Oyama Masafumi, Sugiyama Takayuki, Nozawa Masahiro, Fujimoto Kiyohide, Kishida Takeshi, Kimura Go, Tokuda Noriaki, Hinotsu Shiro, Shimozuma Kojiro, Akaza Hideyuki, Ozono Seiichiro
Saitama Medical University International Medical Center, Hidaka, Japan.
Hamamatsu University School of Medicine, Hamamatsu, Japan.
Jpn J Clin Oncol. 2017 Jun 1;47(6):551-559. doi: 10.1093/jjco/hyw194.
Many studies have shown the efficacy of everolimus after pretreatment with vascular endothelial growth factor receptor-tyrosine kinase inhibitors. We investigated the efficacy and safety of everolimus as a second-line treatment after the failure of vascular endothelial growth factor receptor-tyrosine kinase inhibitor therapy in Japanese patients with advanced renal cell carcinoma.
This was an open-label, multicenter, phase II trial conducted in Japan through the central registration system. A total of 57 patients were enrolled. Patients were administered 10 mg of everolimus q.d. orally. The primary efficacy endpoint was progression-free survival achieved by administration of everolimus.

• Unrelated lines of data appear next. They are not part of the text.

//! Uniform-grid spatial hash for neighbor queries over players, mobs, and
//! loot (spec 4.5). Rebuilt once per tick.

use std::collections::HashMap;

use crate::wire::Vector2;

pub const DEFAULT_CELL_SIZE: f32 = 10.0;

type Cell = (i32, i32);

#[derive(Debug)]
pub struct SpatialGrid<T: Copy> {
    cell_size: f32,
    cells: HashMap<Cell, Vec<(Vector2, T)>>,
}

impl<T: Copy> SpatialGrid<T> {
    pub fn new(cell_size: f32) -> Self {
        Self {
            cell_size,
            cells: HashMap::new(),
        }
    }

    fn cell_of(&self, point: Vector2) -> Cell {
        (
            (point.0 / self.cell_size).floor() as i32,
            (point.1 / self.cell_size).floor() as i32,
        )
    }

    pub fn clear(&mut self) {
        self.cells.clear();
    }

    pub fn insert(&mut self, position: Vector2, value: T) {
        self.cells
            .entry(self.cell_of(position))
            .or_default()
            .push((position, value));
    }

    /// Visits every cell within `ceil(radius / cell_size)` rings of
    /// `point`'s cell and filters to exact distance, per spec 4.5.
    pub fn nearby(&self, point: Vector2, radius: f32) -> Vec<T> {
        let ring = (radius / self.cell_size).ceil() as i32;
        let (cx, cy) = self.cell_of(point);
        let mut found = Vec::new();

        for dx in -ring..=ring {
            for dy in -ring..=ring {
                let Some(bucket) = self.cells.get(&(cx + dx, cy + dy)) else {
                    continue;
                };
                for &(pos, value) in bucket {
                    if point.distance(pos) <= radius {
                        found.push(value);
                    }
                }
            }
        }

        found
    }
}

#[cfg(test)]
mod tests {
    use super::*;

    #[test]
    fn finds_neighbors_within_radius() {
        let mut grid = SpatialGrid::new(DEFAULT_CELL_SIZE);
        grid.insert(Vector2(0.0, 0.0), 1u32);
        grid.insert(Vector2(5.0, 0.0), 2u32);
        grid.insert(Vector2(50.0, 50.0), 3u32);

        let mut found = grid.nearby(Vector2(0.0, 0.0), 10.0);
        found.sort();
        assert_eq!(found, vec![1, 2]);
    }

    #[test]
    fn query_spans_multiple_cells_at_large_radius() {
        let mut grid = SpatialGrid::new(DEFAULT_CELL_SIZE);
        grid.insert(Vector2(0.0, 0.0), 1u32);
        grid.insert(Vector2(25.0, 0.0), 2u32);

        let found = grid.nearby(Vector2(0.0, 0.0), 30.0);
        assert_eq!(found.len(), 2);
    }

    #[test]
    fn clear_empties_all_cells() {
        let mut grid = SpatialGrid::new(DEFAULT_CELL_SIZE);
        grid.insert(Vector2(0.0, 0.0), 1u32);
        grid.clear();
        assert!(grid.nearby(Vector2(0.0, 0.0), 100.0).is_empty());
    }
}
use super::CollisionNeighbor;
use crate::error::MovementError;
use crate::wire::Vector2;

const SPIRAL_STEP: f32 = 0.5;
const SPIRAL_MAX_RINGS: u32 = 12;

/// Validates and resolves a dash/charge-style teleport request: bounded by
/// `max_distance`, clamped to world bounds, and nudged off any overlapping
/// neighbor via an expanding spiral search (spec 4.6).
pub fn teleport(
    from: Vector2,
    target: Vector2,
    max_distance: f32,
    bounds_min: Vector2,
    bounds_max: Vector2,
    neighbors: &[CollisionNeighbor],
) -> Result<Vector2, MovementError> {
    if from.distance(target) > max_distance {
        return Err(MovementError::Rejected);
    }
    if target.0 < bounds_min.0
        || target.0 > bounds_max.0
        || target.1 < bounds_min.1
        || target.1 > bounds_max.1
    {
        return Err(MovementError::OutOfBounds);
    }

    if !blocked(target, neighbors) {
        return Ok(target);
    }

    for ring in 1..=SPIRAL_MAX_RINGS {
        let radius = ring as f32 * SPIRAL_STEP;
        let samples = 8 * ring;
        for i in 0..samples {
            let angle = (i as f32 / samples as f32) * std::f32::consts::TAU;
            let candidate = target + Vector2(angle.cos(), angle.sin()) * radius;
            if candidate.0 < bounds_min.0
                || candidate.0 > bounds_max.0
                || candidate.1 < bounds_min.1
                || candidate.1 > bounds_max.1
            {
                continue;
            }
            if !blocked(candidate, neighbors) {
                return Ok(candidate);
            }
        }
    }

    Err(MovementError::Blocked)
}

fn blocked(position: Vector2, neighbors: &[CollisionNeighbor]) -> bool {
    neighbors
        .iter()
        .any(|n| position.distance(n.position) < n.combined_radius)
}

#[cfg(test)]
mod tests {
    use super::*;

    #[test]
    fn succeeds_within_max_distance_and_clear_of_neighbors() {
        let result = teleport(
            Vector2::ZERO,
            Vector2(5.0, 0.0),
            8.0,
            Vector2(-100.0, -100.0),
            Vector2(100.0, 100.0),
            &[],
        );
        assert_eq!(result, Ok(Vector2(5.0, 0.0)));
    }

    #[test]
    fn rejects_beyond_max_distance() {
        let result = teleport(
            Vector2::ZERO,
            Vector2(50.0, 0.0),
            8.0,
            Vector2(-100.0, -100.0),
            Vector2(100.0, 100.0),
            &[],
        );
        assert_eq!(result, Err(MovementError::Rejected));
    }

    #[test]
    fn resolves_blocked_destination_via_spiral_search() {
        let neighbors = [CollisionNeighbor {
            position: Vector2(5.0, 0.0),
            combined_radius: 1.0,
        }];
        let result = teleport(
            Vector2::ZERO,
            Vector2(5.0, 0.0),
            8.0,
            Vector2(-100.0, -100.0),
            Vector2(100.0, 100.0),
            &neighbors,
        )
        .unwrap();
        assert!(result.distance(neighbors[0].position) >= 1.0 - 1e-4);
    }
}
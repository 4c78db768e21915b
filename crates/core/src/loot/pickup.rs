use super::LootItem;
use crate::error::LootError;
use crate::player::Player;

/// `ProcessLootGrab` from spec 4.9: validates range, room, inventory, and
/// alive state before transferring the item into the player's inventory.
pub fn process_loot_grab(
    player: &mut Player,
    loot: &LootItem,
    grab_range: f32,
) -> Result<(), LootError> {
    if !player.alive {
        return Err(LootError::Dead);
    }
    if player.room_id != loot.room_id {
        return Err(LootError::WrongRoom);
    }
    if player.position.distance(loot.position) > grab_range {
        return Err(LootError::OutOfRange);
    }
    if player.inventory_full() {
        return Err(LootError::InventoryFull);
    }

    player.inventory.push(loot.id);
    Ok(())
}

#[cfg(test)]
mod tests {
    use super::*;
    use crate::player::Class;
    use crate::wire::Vector2;
    use std::time::Instant;

    fn loot_at(pos: Vector2, room: (i32, i32)) -> LootItem {
        LootItem {
            id: 1,
            name: "Bandage".into(),
            item_type: "consumable".into(),
            rarity: super::super::Rarity::Common,
            position: pos,
            room_id: room,
            spawned_at: Instant::now(),
        }
    }

    #[test]
    fn succeeds_within_range_same_room_not_full() {
        let mut player = Player::new(1, "a".into(), 0, Class::Scout, 100.0);
        player.position = Vector2(1.0, 0.0);
        let loot = loot_at(Vector2(2.0, 0.0), (0, 0));
        assert!(process_loot_grab(&mut player, &loot, 3.0).is_ok());
        assert_eq!(player.inventory, vec![1]);
    }

    #[test]
    fn rejects_out_of_range() {
        let mut player = Player::new(1, "a".into(), 0, Class::Scout, 100.0);
        let loot = loot_at(Vector2(10.0, 0.0), (0, 0));
        assert_eq!(
            process_loot_grab(&mut player, &loot, 3.0).unwrap_err(),
            LootError::OutOfRange
        );
    }

    #[test]
    fn rejects_wrong_room() {
        let mut player = Player::new(1, "a".into(), 0, Class::Scout, 100.0);
        let loot = loot_at(Vector2::ZERO, (1, 1));
        assert_eq!(
            process_loot_grab(&mut player, &loot, 3.0).unwrap_err(),
            LootError::WrongRoom
        );
    }

    #[test]
    fn rejects_dead_player() {
        let mut player = Player::new(1, "a".into(), 0, Class::Scout, 100.0);
        player.alive = false;
        let loot = loot_at(Vector2::ZERO, (0, 0));
        assert_eq!(
            process_loot_grab(&mut player, &loot, 3.0).unwrap_err(),
            LootError::Dead
        );
    }

    #[test]
    fn rejects_full_inventory() {
        let mut player = Player::new(1, "a".into(), 0, Class::Scout, 100.0);
        player.max_inventory = 1;
        player.inventory.push(99);
        let loot = loot_at(Vector2::ZERO, (0, 0));
        assert_eq!(
            process_loot_grab(&mut player, &loot, 3.0).unwrap_err(),
            LootError::InventoryFull
        );
    }
}
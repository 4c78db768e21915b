#[derive(Debug, Clone, Copy, PartialEq, Eq)]
pub enum MobState {
    Spawning,
    Idle,
    Patrol,
    Alert,
    Pursuing,
    Attacking,
    Stunned,
    Fleeing,
    Casting,
    Enraged,
    Guarding,
    Dead,
}
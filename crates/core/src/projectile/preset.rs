use super::DamageType;

#[derive(Debug, Clone, Copy)]
pub struct ProjectilePreset {
    pub speed: f32,
    pub max_range: f32,
    pub radius: f32,
    pub damage: f32,
    pub damage_type: DamageType,
    pub pierce: bool,
    pub max_pierce_count: u32,
    pub max_lifetime_secs: f32,
}

impl ProjectilePreset {
    pub fn by_name(name: &str) -> Option<Self> {
        match name {
            "arrow" => Some(Self::arrow()),
            "piercing_arrow" => Some(Self::piercing_arrow()),
            "fireball" => Some(Self::fireball()),
            "ice_bolt" => Some(Self::ice_bolt()),
            _ => None,
        }
    }

    pub fn arrow() -> Self {
        Self {
            speed: 20.0,
            max_range: 25.0,
            radius: 0.3,
            damage: 18.0,
            damage_type: DamageType::Physical,
            pierce: false,
            max_pierce_count: 1,
            max_lifetime_secs: 3.0,
        }
    }

    pub fn piercing_arrow() -> Self {
        Self {
            speed: 22.0,
            max_range: 25.0,
            radius: 0.3,
            damage: 14.0,
            damage_type: DamageType::Physical,
            pierce: true,
            max_pierce_count: 3,
            max_lifetime_secs: 3.0,
        }
    }

    pub fn fireball() -> Self {
        Self {
            speed: 14.0,
            max_range: 18.0,
            radius: 0.8,
            damage: 30.0,
            damage_type: DamageType::Magical,
            pierce: false,
            max_pierce_count: 1,
            max_lifetime_secs: 3.0,
        }
    }

    pub fn ice_bolt() -> Self {
        Self {
            speed: 16.0,
            max_range: 16.0,
            radius: 0.5,
            damage: 15.0,
            damage_type: DamageType::Magical,
            pierce: false,
            max_pierce_count: 1,
            max_lifetime_secs: 3.0,
        }
    }
}
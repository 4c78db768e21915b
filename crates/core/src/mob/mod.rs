//! Mob AI: state machine transitions and priority-scheduled updates
//! (spec 4.10).

mod ai;
mod state;

pub use ai::{VisiblePlayer, step};
pub use state::MobState;

use std::time::Instant;

use crate::wire::Vector2;

#[derive(Debug, Clone, Copy, PartialEq, Eq)]
pub enum MobKind {
    Grunt,
    Archer,
    Boss,
}

impl MobKind {
    pub fn base_health(self) -> f32 {
        match self {
            MobKind::Grunt => 60.0,
            MobKind::Archer => 45.0,
            MobKind::Boss => 600.0,
        }
    }

    pub fn detection_range(self) -> f32 {
        match self {
            MobKind::Grunt => 12.0,
            MobKind::Archer => 16.0,
            MobKind::Boss => 20.0,
        }
    }

    pub fn attack_range(self) -> f32 {
        match self {
            MobKind::Grunt => 2.0,
            MobKind::Archer => 10.0,
            MobKind::Boss => 3.0,
        }
    }

    pub fn flee_threshold(self) -> f32 {
        0.2
    }

    pub fn loot_table(self) -> &'static str {
        match self {
            MobKind::Grunt => "common_grunt",
            MobKind::Archer => "common_archer",
            MobKind::Boss => "boss_guaranteed",
        }
    }
}

pub struct Mob {
    pub id: u64,
    pub kind: MobKind,
    pub position: Vector2,
    pub patrol_target: Vector2,
    pub state: MobState,
    pub health: f32,
    pub max_health: f32,
    pub room_id: (i32, i32),
    pub target_player: Option<u32>,
    pub attack_ready_at: Instant,
    pub enraged: bool,
}

impl Mob {
    pub fn new(id: u64, kind: MobKind, position: Vector2, room_id: (i32, i32)) -> Self {
        let health = kind.base_health();
        Self {
            id,
            kind,
            position,
            patrol_target: position,
            state: MobState::Idle,
            health,
            max_health: health,
            room_id,
            target_player: None,
            attack_ready_at: Instant::now(),
            enraged: false,
        }
    }

    pub fn health_fraction(&self) -> f32 {
        self.health / self.max_health
    }

    pub fn is_dead(&self) -> bool {
        matches!(self.state, MobState::Dead)
    }

    /// Applies damage, clamping at zero and transitioning to `Dead` on the
    /// killing blow (mirrors `Player::apply_damage`, spec 4.7, 4.10).
    pub fn apply_damage(&mut self, amount: f32) -> bool {
        if amount <= 0.0 || self.is_dead() {
            return false;
        }
        self.health = (self.health - amount).clamp(0.0, self.max_health);
        if self.health <= 0.0 {
            self.state = MobState::Dead;
            return true;
        }
        false
    }

    pub fn base_attack_damage(&self) -> f32 {
        match self.kind {
            MobKind::Grunt => 8.0,
            MobKind::Archer => 10.0,
            MobKind::Boss => if self.enraged { 40.0 } else { 25.0 },
        }
    }

    /// Stagger factor from spec 4.10: distance-banded update frequency so
    /// load scales with how many mobs are actually near a player.
    pub fn update_frequency(&self, nearest_player_distance: f32) -> u32 {
        if nearest_player_distance < 10.0 {
            1
        } else if nearest_player_distance < 30.0 {
            3
        } else if nearest_player_distance < 50.0 {
            6
        } else {
            30
        }
    }

    pub fn should_update_this_tick(&self, tick: u64, nearest_player_distance: f32) -> bool {
        let frequency = self.update_frequency(nearest_player_distance) as u64;
        let stagger = self.id % frequency.max(1);
        (tick + stagger) % frequency.max(1) == 0
    }
}

#[cfg(test)]
mod tests {
    use super::*;

    #[test]
    fn close_mobs_update_every_tick() {
        let mob = Mob::new(1, MobKind::Grunt, Vector2::ZERO, (0, 0));
        assert_eq!(mob.update_frequency(5.0), 1);
        assert!(mob.should_update_this_tick(42, 5.0));
    }

    #[test]
    fn far_mobs_update_rarely() {
        let mob = Mob::new(1, MobKind::Grunt, Vector2::ZERO, (0, 0));
        assert_eq!(mob.update_frequency(100.0), 30);
    }
}
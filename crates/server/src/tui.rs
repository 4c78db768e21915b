use ratatui::Frame;
use ratatui::layout::{Constraint, Direction, Layout, Rect};
use ratatui::style::{Color, Modifier, Style};
use ratatui::text::{Line, Span};
use ratatui::widgets::{Block, Borders, Gauge, Paragraph};

use crate::server::ServerStats;

pub fn render(frame: &mut Frame, stats: ServerStats) {
    let chunks = Layout::default()
        .direction(Direction::Vertical)
        .margin(1)
        .constraints([
            Constraint::Length(3),
            Constraint::Length(5),
            Constraint::Length(7),
            Constraint::Min(0),
        ])
        .split(frame.area());

    render_header(frame, chunks[0], &stats);
    render_status(frame, chunks[1], &stats);
    render_network(frame, chunks[2], &stats);
    render_help(frame, chunks[3]);
}

fn render_header(frame: &mut Frame, area: Rect, stats: &ServerStats) {
    let uptime = format_duration(stats.uptime_secs);
    let title = format!(" Outland Server - Uptime: {} ", uptime);

    let block = Block::default()
        .title(title)
        .borders(Borders::ALL)
        .border_style(Style::default().fg(Color::Cyan));

    let text = format!(
        "Tick: {}  |  Players: {}  |  Worlds: {}  |  Lobbies: {}",
        stats.tick, stats.player_count, stats.world_count, stats.lobby_count
    );

    let paragraph = Paragraph::new(text)
        .block(block)
        .style(Style::default().fg(Color::White));

    frame.render_widget(paragraph, area);
}

fn render_status(frame: &mut Frame, area: Rect, stats: &ServerStats) {
    let block = Block::default()
        .title(" Worlds ")
        .borders(Borders::ALL)
        .border_style(Style::default().fg(Color::Green));

    let capacity = (stats.world_count + stats.lobby_count).max(1);
    let ratio = stats.world_count as f64 / capacity as f64;
    let gauge = Gauge::default()
        .block(block)
        .gauge_style(Style::default().fg(Color::Green))
        .ratio(ratio.min(1.0))
        .label(format!("{} running / {} queued", stats.world_count, stats.lobby_count));

    frame.render_widget(gauge, area);
}

fn render_network(frame: &mut Frame, area: Rect, stats: &ServerStats) {
    let block = Block::default()
        .title(" Network ")
        .borders(Borders::ALL)
        .border_style(Style::default().fg(Color::Yellow));

    let net = &stats.network_stats;
    let lines = vec![
        Line::from(vec![
            Span::styled("Packets: ", Style::default().fg(Color::Gray)),
            Span::styled(
                format!("{} sent / {} recv", net.packets_sent, net.packets_received),
                Style::default().fg(Color::White),
            ),
        ]),
        Line::from(vec![
            Span::styled("Bytes: ", Style::default().fg(Color::Gray)),
            Span::styled(
                format!(
                    "{} sent / {} recv",
                    format_bytes(net.bytes_sent),
                    format_bytes(net.bytes_received)
                ),
                Style::default().fg(Color::White),
            ),
        ]),
        Line::from(vec![
            Span::styled("RTT: ", Style::default().fg(Color::Gray)),
            Span::styled(
                format!("{:.1}ms (+/- {:.1}ms)", net.rtt_ms, net.rtt_variance_ms),
                Style::default().fg(Color::White),
            ),
        ]),
        Line::from(vec![
            Span::styled("Dropped: ", Style::default().fg(Color::Gray)),
            Span::styled(
                format!(
                    "{} malformed / {} rate-limited / {} reliable-lost",
                    net.malformed_dropped, net.rate_limited_dropped, net.reliable_dropped
                ),
                Style::default().fg(if net.malformed_dropped + net.rate_limited_dropped > 0 {
                    Color::Red
                } else {
                    Color::White
                }),
            ),
        ]),
    ];

    let paragraph = Paragraph::new(lines).block(block);
    frame.render_widget(paragraph, area);
}

fn render_help(frame: &mut Frame, area: Rect) {
    let block = Block::default()
        .title(" Controls ")
        .borders(Borders::ALL)
        .border_style(Style::default().fg(Color::DarkGray));

    let text = Paragraph::new("Press 'q' or ESC to quit")
        .block(block)
        .style(
            Style::default()
                .fg(Color::DarkGray)
                .add_modifier(Modifier::ITALIC),
        );

    frame.render_widget(text, area);
}

fn format_duration(secs: u64) -> String {
    let hours = secs / 3600;
    let mins = (secs % 3600) / 60;
    let secs = secs % 60;
    format!("{:02}:{:02}:{:02}", hours, mins, secs)
}

fn format_bytes(bytes: u64) -> String {
    if bytes < 1024 {
        format!("{}B", bytes)
    } else if bytes < 1024 * 1024 {
        format!("{:.1}KB", bytes as f64 / 1024.0)
    } else if bytes < 1024 * 1024 * 1024 {
        format!("{:.1}MB", bytes as f64 / (1024.0 * 1024.0))
    } else {
        format!("{:.1}GB", bytes as f64 / (1024.0 * 1024.0 * 1024.0))
    }
}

The median progression-free survival of patients administered everolimus was 5.03 months (95% confidence interval: 3.70-6.20). The median overall survival was not reached. The objective response rate was 9.4% (95% confidence interval: 3.1-20.7). The progression-free survival in the group of <100% relative dose intensity was 6.70 months (95% confidence interval: 4.13-11.60), and that in the group of 100% relative dose intensity was 3.77 months (hazard ratio: 2.79, 95% confidence interval: 2.77-5.63). The commonly observed adverse events and laboratory abnormalities were stomatitis (49.1%), hypertriglyceridemia (26.4%), interstitial lung disease (26.4%), anemia (22.6%) and hypercholesterolemia (22.6%).
The median progression-free survival was almost similar to that recorded in the RECORD-1 study, whereas prolongation of overall survival was observed in the present study compared with the RECORD-1 study. The treatment outcomes of first-line vascular endothelial growth factor receptor-tyrosine kinase inhibitor therapy and second-line everolimus treatment in Japanese patients were successfully established in the present study.
许多研究已显示依维莫司在经血管内皮生长因子受体-酪氨酸激酶抑制剂预处理后的疗效。我们调查了依维莫司作为日本晚期肾细胞癌患者血管内皮生长因子受体-酪氨酸激酶抑制剂治疗失败后的二线治疗的疗效和安全性。
这是一项通过中央注册系统在日本进行的开放标签、多中心、II期试验。共纳入57例患者。患者口服依维莫司10mg,每日一次。主要疗效终点是依维莫司给药后实现的无进展生存期。
接受依维莫司治疗的患者的中位无进展生存期为5.03个月(95%置信区间:3.70-6.20)。中位总生存期未达到。客观缓解率为9.4%(95%置信区间:3.1-20.7)。相对剂量强度<100%组的无进展生存期为6.70个月(95%置信区间:4.13-11.60),相对剂量强度为100%组的无进展生存期为3.77个月(风险比:2.79,95%置信区间:2.77-5.63)。常见的不良事件和实验室异常包括口腔炎(49.1%)、高甘油三酯血症(26.4%)、间质性肺病(26.4%)、贫血(22.6%)和高胆固醇血症(22.6%)。
中位无进展生存期与RECORD-1研究记录的相近,而与RECORD-1研究相比,本研究观察到总生存期有所延长。本研究成功确立了日本患者一线血管内皮生长因子受体-酪氨酸激酶抑制剂治疗和二线依维莫司治疗的治疗结果。